Start of THE DATA

// src/error.rs

use thiserror::Error;

/// Errors that can occur while building a simulation or running a scan.
#[derive(Debug, Error)]
pub enum SimError {
    #[error("Invalid geometry: {0}")]
    Domain(String),

    #[error("Element '{0}' not found in the parameter table")]
    Lookup(String),

    #[error("Numerical failure: {0}")]
    Numerical(String),

    #[error("Output file '{0}' already exists")]
    AlreadyExists(String),

    #[error("Precondition violated: {0}")]
    Precondition(String),

    #[error("Malformed input file: {0}")]
    Parse(String),

    #[error(transparent)]
    Io(#[from] std::io::Error),
}

pub type Result<T> = std::result::Result<T, SimError>;
// src/io/mod.rs
pub mod mrc;
pub mod pdb;
pub mod xyz;

use std::path::Path;

use nalgebra::Vector3;

use crate::error::{Result, SimError};

/// Loads atomic coordinates, dispatching on the file extension.
pub fn load_coords(path: &Path) -> Result<Vec<(String, Vector3<f64>)>> {
    let name = path.to_string_lossy().to_lowercase();

    if name.ends_with(".xyz") {
        xyz::parse(path)
    } else if name.ends_with(".pdb") {
        pdb::parse(path)
    } else {
        Err(SimError::Parse(format!(
            "unsupported coordinate format '{}'; expected .xyz or .pdb",
            path.display()
        )))
    }
}
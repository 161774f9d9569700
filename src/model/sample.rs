// src/model/sample.rs

use nalgebra::{Matrix3, Vector3};

use crate::error::{Result, SimError};
use crate::model::elements;
use crate::model::lattice;
use crate::utils::geometry;

/// A single scatterer.
///
/// `k_factor` is the Gaussian decay constant ln(2) / width^2 derived
/// from the FWHM-like `width`; it is recomputed whenever the width is
/// set and is always positive.
#[derive(Debug, Clone)]
pub struct Atom {
    pub element: String,
    pub charge: f64,
    width: f64,
    k_factor: f64,
    pub position: Vector3<f64>,
    pub frac_position: Vector3<f64>,
}

impl Atom {
    pub fn new(
        element: &str,
        charge: f64,
        width: f64,
        position: Vector3<f64>,
        frac_position: Vector3<f64>,
    ) -> Result<Self> {
        if width <= 0.0 {
            return Err(SimError::Domain(format!(
                "atom width must be positive, got {width}"
            )));
        }
        Ok(Self {
            element: element.to_string(),
            charge,
            width,
            k_factor: std::f64::consts::LN_2 / (width * width),
            position,
            frac_position,
        })
    }

    pub fn width(&self) -> f64 {
        self.width
    }

    pub fn set_width(&mut self, width: f64) -> Result<()> {
        if width <= 0.0 {
            return Err(SimError::Domain(format!(
                "atom width must be positive, got {width}"
            )));
        }
        self.width = width;
        self.k_factor = std::f64::consts::LN_2 / (width * width);
        Ok(())
    }

    pub fn k_factor(&self) -> f64 {
        self.k_factor
    }
}

/// An atomistic sample: an ordered list of atoms plus the unit cell
/// they live in. Atom order is insertion order; it only matters for
/// reproducible summation.
#[derive(Debug, Clone)]
pub struct Sample {
    atoms: Vec<Atom>,
    cell: Matrix3<f64>,
    supercell: [u32; 3],
}

impl Sample {
    /// Builds a sample from parsed `(element, Cartesian position)`
    /// pairs and a unit cell:
    ///
    /// 1. shift positions so each coordinate's minimum sits at zero,
    /// 2. fractionalize against the cell and reject atoms at or past
    ///    the cell boundary (the cell must be enlarged),
    /// 3. look up each element's charge and width,
    /// 4. centre the finished sample on its centroid.
    pub fn from_coords(
        coords: &[(String, Vector3<f64>)],
        cell: Matrix3<f64>,
        supercell: [u32; 3],
    ) -> Result<Self> {
        if coords.is_empty() {
            return Err(SimError::Domain("sample contains no atoms".into()));
        }
        if cell.determinant().abs() < 1e-12 {
            return Err(SimError::Domain("unit cell matrix is singular".into()));
        }

        let mut min = coords[0].1;
        for (_, pos) in coords {
            min.x = min.x.min(pos.x);
            min.y = min.y.min(pos.y);
            min.z = min.z.min(pos.z);
        }

        let mut sample = Self {
            atoms: Vec::with_capacity(coords.len()),
            cell,
            supercell,
        };

        for (element, pos) in coords {
            let position = pos - min;
            let frac = lattice::fractionalize(&cell, position)?;
            if frac.iter().any(|&f| f >= 1.0) {
                return Err(SimError::Domain(format!(
                    "atom '{element}' falls outside the declared unit cell; enlarge the cell"
                )));
            }

            let (charge, width) = elements::scattering_params(element)
                .ok_or_else(|| SimError::Lookup(element.clone()))?;
            sample
                .atoms
                .push(Atom::new(element, charge, width, position, frac)?);
        }

        sample.centre();
        Ok(sample)
    }

    pub fn atoms(&self) -> &[Atom] {
        &self.atoms
    }

    pub fn cell(&self) -> &Matrix3<f64> {
        &self.cell
    }

    pub fn supercell(&self) -> [u32; 3] {
        self.supercell
    }

    /// Adds `shift` to every atom's Cartesian position.
    pub fn translate(&mut self, shift: Vector3<f64>) {
        for atom in &mut self.atoms {
            atom.position += shift;
        }
    }

    /// Translates the sample so its geometric centroid is the origin.
    pub fn centre(&mut self) {
        if self.atoms.is_empty() {
            return;
        }
        let mut centroid = Vector3::zeros();
        for atom in &self.atoms {
            centroid += atom.position;
        }
        centroid /= self.atoms.len() as f64;
        self.translate(-centroid);
    }

    /// Rigid rotation of the whole cell: every atom position and every
    /// cell vector turns about `axis` by `angle_deg`. Fractional
    /// coordinates are basis-relative and stay untouched.
    pub fn rotate(&mut self, axis: Vector3<f64>, angle_deg: f64) -> Result<()> {
        for row in 0..3 {
            let rotated = geometry::rotate(self.cell.row(row).transpose(), axis, angle_deg)?;
            self.cell.set_row(row, &rotated.transpose());
        }
        for atom in &mut self.atoms {
            atom.position = geometry::rotate(atom.position, axis, angle_deg)?;
        }
        Ok(())
    }
}

#[cfg(test)]
mod tests {
    use super::*;

    fn cubic_cell(a: f64) -> Matrix3<f64> {
        Matrix3::from_row_slice(&[a, 0.0, 0.0, 0.0, a, 0.0, 0.0, 0.0, a])
    }

    fn water_ish() -> Vec<(String, Vector3<f64>)> {
        vec![
            ("O".to_string(), Vector3::new(5.0, 5.0, 5.0)),
            ("H".to_string(), Vector3::new(5.76, 5.59, 5.0)),
            ("H".to_string(), Vector3::new(4.24, 5.59, 5.0)),
        ]
    }

    #[test]
    fn construction_centres_centroid() {
        let sample = Sample::from_coords(&water_ish(), cubic_cell(10.0), [1, 1, 1]).unwrap();

        let mut centroid = Vector3::zeros();
        for atom in sample.atoms() {
            centroid += atom.position;
        }
        centroid /= sample.atoms().len() as f64;
        assert!(centroid.norm() < 1e-12);
    }

    #[test]
    fn k_factor_tracks_width() {
        let mut atom = Atom::new("C", 6.0, 0.77, Vector3::zeros(), Vector3::zeros()).unwrap();
        assert!((atom.k_factor() - std::f64::consts::LN_2 / (0.77 * 0.77)).abs() < 1e-15);

        atom.set_width(1.1).unwrap();
        assert!((atom.k_factor() - std::f64::consts::LN_2 / (1.1 * 1.1)).abs() < 1e-15);
        assert!(atom.set_width(0.0).is_err());
    }

    #[test]
    fn atom_outside_cell_rejected() {
        // 12 A spread inside a 10 A cell.
        let coords = vec![
            ("H".to_string(), Vector3::new(0.0, 0.0, 0.0)),
            ("H".to_string(), Vector3::new(12.0, 0.0, 0.0)),
        ];
        let err = Sample::from_coords(&coords, cubic_cell(10.0), [1, 1, 1]);
        assert!(matches!(err, Err(SimError::Domain(_))));
    }

    #[test]
    fn unknown_element_rejected() {
        let coords = vec![("Qq".to_string(), Vector3::new(1.0, 1.0, 1.0))];
        let err = Sample::from_coords(&coords, cubic_cell(10.0), [1, 1, 1]);
        assert!(matches!(err, Err(SimError::Lookup(_))));
    }

    #[test]
    fn fractional_positions_stay_inside_cell() {
        let sample = Sample::from_coords(&water_ish(), cubic_cell(10.0), [1, 1, 1]).unwrap();
        for atom in sample.atoms() {
            for f in atom.frac_position.iter() {
                assert!(*f >= 0.0 && *f < 1.0);
            }
        }
    }

    #[test]
    fn rotation_turns_atoms_and_cell_but_not_fractions() {
        let mut sample = Sample::from_coords(&water_ish(), cubic_cell(10.0), [1, 1, 1]).unwrap();
        let frac_before: Vec<_> = sample.atoms().iter().map(|a| a.frac_position).collect();
        let pos_before: Vec<_> = sample.atoms().iter().map(|a| a.position).collect();

        sample.rotate(Vector3::new(0.0, 0.0, 1.0), 90.0).unwrap();

        // Cell row 0 (10,0,0) must now point along +y.
        let row0 = sample.cell().row(0).transpose();
        assert!((row0 - Vector3::new(0.0, 10.0, 0.0)).norm() < 1e-10);

        for (atom, (before, frac)) in sample
            .atoms()
            .iter()
            .zip(pos_before.iter().zip(frac_before.iter()))
        {
            let expect = Vector3::new(-before.y, before.x, before.z);
            assert!((atom.position - expect).norm() < 1e-10);
            assert!((atom.frac_position - frac).norm() < 1e-15);
        }
    }

    #[test]
    fn translate_then_centre_roundtrip() {
        let mut sample = Sample::from_coords(&water_ish(), cubic_cell(10.0), [1, 1, 1]).unwrap();
        sample.translate(Vector3::new(3.0, -2.0, 0.5));
        sample.centre();

        let mut centroid = Vector3::zeros();
        for atom in sample.atoms() {
            centroid += atom.position;
        }
        assert!(centroid.norm() < 1e-10);
    }
}
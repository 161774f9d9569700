// src/physics/simulation.rs

use std::f64::consts::PI;

use nalgebra::Vector3;
use num_complex::Complex64;
use rayon::prelude::*;

use crate::error::{Result, SimError};
use crate::model::{Beam, Sample, Screen};

/// Tomographic scan parameters: the sample turns about `rotation_axis`
/// by `angle_step` degrees between images, up to `max_angle` inclusive.
#[derive(Debug, Clone, Copy)]
pub struct TomoParams {
    pub rotation_axis: Vector3<f64>,
    pub angle_step: i64,
    pub max_angle: i64,
}

/// Engine options beyond the three borrowed collaborators.
#[derive(Debug, Clone, Copy)]
pub struct ScanOptions {
    pub tomography: Option<TomoParams>,
    /// Angular radius (degrees, two-theta) of the beamstop mask.
    pub backstop_coverage: f64,
    /// Multiply the structure factor by the periodic lattice
    /// interference kernel built from the supercell dimensions.
    /// Experimental; off by default.
    pub crystal_interference: bool,
}

impl Default for ScanOptions {
    fn default() -> Self {
        Self {
            tomography: None,
            backstop_coverage: 1.0,
            crystal_interference: false,
        }
    }
}

/// Diffraction engine. Borrows the sample, screen and beam for its
/// whole lifetime and owns the intensity stack it fills.
///
/// Tomography rotates the sample in place between images; after
/// `full_scan` the sample is left in the orientation of the *last*
/// image. A second independent scan needs an externally reset sample.
pub struct Simulation<'a> {
    sample: &'a mut Sample,
    screen: &'a Screen,
    beam: &'a Beam,
    options: ScanOptions,
    image_count: usize,
    intensities: Vec<f64>,
}

impl<'a> Simulation<'a> {
    pub fn new(
        sample: &'a mut Sample,
        screen: &'a Screen,
        beam: &'a Beam,
        options: ScanOptions,
    ) -> Result<Self> {
        if options.backstop_coverage <= 0.0 {
            return Err(SimError::Precondition(format!(
                "backstop coverage must be positive, got {}",
                options.backstop_coverage
            )));
        }
        let image_count = match options.tomography {
            None => 1,
            Some(tomo) => {
                if tomo.angle_step <= 0 {
                    return Err(SimError::Precondition(format!(
                        "angle step must be positive, got {}",
                        tomo.angle_step
                    )));
                }
                if tomo.max_angle % tomo.angle_step != 0 {
                    return Err(SimError::Precondition(format!(
                        "angle step {} does not evenly divide max angle {}",
                        tomo.angle_step, tomo.max_angle
                    )));
                }
                (tomo.max_angle / tomo.angle_step) as usize + 1
            }
        };

        let npix = screen.resolution() * screen.resolution();
        Ok(Self {
            sample,
            screen,
            beam,
            options,
            image_count,
            intensities: vec![0.0; image_count * npix],
        })
    }

    pub fn image_count(&self) -> usize {
        self.image_count
    }

    pub fn resolution(&self) -> usize {
        self.screen.resolution()
    }

    /// Slice-major intensity stack, filled by `full_scan`.
    pub fn intensities(&self) -> &[f64] {
        &self.intensities
    }

    pub fn image(&self, index: usize) -> &[f64] {
        let npix = self.screen.resolution() * self.screen.resolution();
        &self.intensities[index * npix..(index + 1) * npix]
    }

    /// One image at the sample's current orientation:
    /// structure factor per pixel, beamstop mask, normalisation to the
    /// brightest pixel, squared magnitude.
    pub fn single_scan(&self) -> Result<Vec<f64>> {
        let wavelength = self.beam.wavelength();
        let beam_dir = self.beam.direction();
        let cell = *self.sample.cell();
        let atoms = self.sample.atoms();
        let supercell = self.sample.supercell();
        let interference = self.options.crystal_interference;

        let mut form_factors: Vec<Complex64> = self
            .screen
            .directions()
            .par_iter()
            .map(|dir| {
                let s = (dir - beam_dir) / wavelength;
                let s_sq = s.norm_squared();
                let hkl = cell * s;

                let mut f = Complex64::new(0.0, 0.0);
                for atom in atoms {
                    let gaussian = atom.charge * (-PI * PI * s_sq / atom.k_factor()).exp();
                    let phase = 2.0 * PI * hkl.dot(&atom.frac_position);
                    f += Complex64::from_polar(gaussian, phase);
                }
                if interference {
                    f *= lattice_interference(hkl, supercell);
                }
                f
            })
            .collect();

        // Beamstop: zero out everything inside the masked cone.
        for (f, &tt) in form_factors.iter_mut().zip(self.screen.two_theta()) {
            if tt < self.options.backstop_coverage {
                *f = Complex64::new(0.0, 0.0);
            }
        }

        let max_amp = form_factors
            .iter()
            .map(|f| f.norm())
            .fold(0.0_f64, f64::max);
        if max_amp == 0.0 {
            return Err(SimError::Numerical(
                "structure factor vanished at every pixel; cannot normalise".into(),
            ));
        }

        Ok(form_factors
            .iter()
            .map(|f| (f.norm() / max_amp).powi(2))
            .collect())
    }

    /// Runs the whole scan. Image 0 is taken at the current
    /// orientation; each subsequent image is taken after rotating the
    /// sample by one angle step. Post-condition: with tomography on,
    /// the borrowed sample stays in its final rotated orientation.
    pub fn full_scan(&mut self) -> Result<()> {
        let npix = self.screen.resolution() * self.screen.resolution();
        for index in 0..self.image_count {
            if index > 0 {
                // image_count > 1 implies tomography parameters exist
                let tomo = self.options.tomography.ok_or_else(|| {
                    SimError::Precondition("multiple images need tomography parameters".into())
                })?;
                self.sample
                    .rotate(tomo.rotation_axis, tomo.angle_step as f64)?;
            }
            let image = self.single_scan()?;
            self.intensities[index * npix..(index + 1) * npix].copy_from_slice(&image);
        }
        Ok(())
    }

    /// Radial spectrum: for every image, pixel intensities summed into
    /// `resolution / 2` equal two-theta bins over [0, max_two_theta].
    /// Pixels beyond max_two_theta are excluded. Row 0 of the result
    /// holds the lower bin edges; row 1 + i holds image i.
    pub fn spectrum(&self) -> Result<Spectrum> {
        let bins = self.screen.resolution() / 2;
        if bins == 0 {
            return Err(SimError::Precondition(
                "screen resolution too small to bin a spectrum".into(),
            ));
        }
        let max_tt = self.screen.max_two_theta();
        let bin_width = max_tt / bins as f64;

        let edges: Vec<f64> = (0..bins).map(|b| b as f64 * bin_width).collect();
        let mut rows = Vec::with_capacity(self.image_count);
        for index in 0..self.image_count {
            let mut row = vec![0.0; bins];
            for (&intensity, &tt) in self.image(index).iter().zip(self.screen.two_theta()) {
                if tt > max_tt {
                    continue;
                }
                let bin = ((tt / bin_width) as usize).min(bins - 1);
                row[bin] += intensity;
            }
            rows.push(row);
        }
        Ok(Spectrum { edges, rows })
    }
}

/// Radially binned intensities, one row per image.
#[derive(Debug, Clone)]
pub struct Spectrum {
    pub edges: Vec<f64>,
    pub rows: Vec<Vec<f64>>,
}

/// Periodic interference kernel of a finite lattice: the product over
/// the three cell axes of sin(N pi h) / sin(pi h), with the limit
/// value N at integral h.
fn lattice_interference(hkl: Vector3<f64>, supercell: [u32; 3]) -> f64 {
    let mut factor = 1.0;
    for (h, &n) in hkl.iter().zip(supercell.iter()) {
        let n = n as f64;
        let denom = (PI * h).sin();
        if denom.abs() < 1e-9 {
            factor *= n;
        } else {
            factor *= (n * PI * h).sin() / denom;
        }
    }
    factor
}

End of THE DATA

■ YOUR OBJECTIVE ■
Could you return all lines from the data above that contain the string "structure"?

■ SOLUTION TO THE EXERCISE ■
    /// Multiply the structure factor by the periodic lattice
    /// structure factor per pixel, beamstop mask, normalisation to the
                "structure factor vanished at every pixel; cannot normalise".into(),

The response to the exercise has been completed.